**WHAT IS EXPECTED**
Scan the material below for the string "RecordTypeMapper". Report every line that has it.

**AVAILABLE RECORDS**
use super::message_builder::MessageBuilder;
use super::record_render::RecordRenderer;
use super::record_type_map::RecordTypeMapper;
use bytes::Bytes;
use dohgate_application::ports::WireCodec;
use dohgate_domain::{DnsQuery, DnsQuestion, DomainError, ResourceRecord, WireMessage};
use hickory_proto::op::{Message, MessageType, OpCode, ResponseCode};
use std::sync::Arc;

/// `WireCodec` backed by `hickory-proto`.
#[derive(Debug, Default, Clone, Copy)]
pub struct HickoryWireCodec;

impl HickoryWireCodec {
    pub fn new() -> Self {
        Self
    }

    pub fn shared() -> Arc<dyn WireCodec> {
        Arc::new(Self)
    }

    fn parse(bytes: &[u8]) -> Result<Message, DomainError> {
        Message::from_vec(bytes)
            .map_err(|e| DomainError::Codec(format!("failed to parse DNS message: {}", e)))
    }

    /// Response skeleton for `query`: same id, same questions, QR and RA set,
    /// RD copied from the request.
    fn response_to(query: &DnsQuery) -> Result<Message, DomainError> {
        let request = Self::parse(&query.wire)?;

        let mut response = Message::new(request.id(), MessageType::Response, OpCode::Query);
        response.set_recursion_desired(request.recursion_desired());
        response.set_recursion_available(true);
        for question in request.queries() {
            response.add_query(question.clone());
        }
        Ok(response)
    }
}

impl WireCodec for HickoryWireCodec {
    fn unpack(&self, bytes: &[u8]) -> Result<WireMessage, DomainError> {
        let message = Self::parse(bytes)?;

        let questions = message
            .queries()
            .iter()
            .map(|q| {
                let name = q.name().to_ascii();
                let domain = name.strip_suffix('.').unwrap_or(&name);
                DnsQuestion::new(domain, RecordTypeMapper::from_hickory(q.query_type()))
            })
            .collect();

        Ok(WireMessage {
            id: message.id(),
            is_response: message.message_type() == MessageType::Response,
            questions,
            answer_count: message.answers().len(),
        })
    }

    fn pack_query(&self, question: &DnsQuestion) -> Result<(u16, Bytes), DomainError> {
        let (id, bytes) = MessageBuilder::build_query_with_id(&question.domain, question.record_type)?;
        Ok((id, Bytes::from(bytes)))
    }

    fn pack_answer(
        &self,
        query: &DnsQuery,
        answers: &[ResourceRecord],
        nxdomain: bool,
    ) -> Result<Bytes, DomainError> {
        let mut response = Self::response_to(query)?;
        if nxdomain {
            response.set_response_code(ResponseCode::NXDomain);
        }
        for record in answers {
            response.add_answer(RecordRenderer::to_hickory(record)?);
        }

        MessageBuilder::serialize_message(&response).map(Bytes::from)
    }

    fn pack_truncated(&self, query: &DnsQuery) -> Result<Bytes, DomainError> {
        let mut response = Self::response_to(query)?;
        response.set_truncated(true);

        MessageBuilder::serialize_message(&response).map(Bytes::from)
    }
}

**YOUR RESPONSE**
use super::record_type_map::RecordTypeMapper;
                DnsQuestion::new(domain, RecordTypeMapper::from_hickory(q.query_type()))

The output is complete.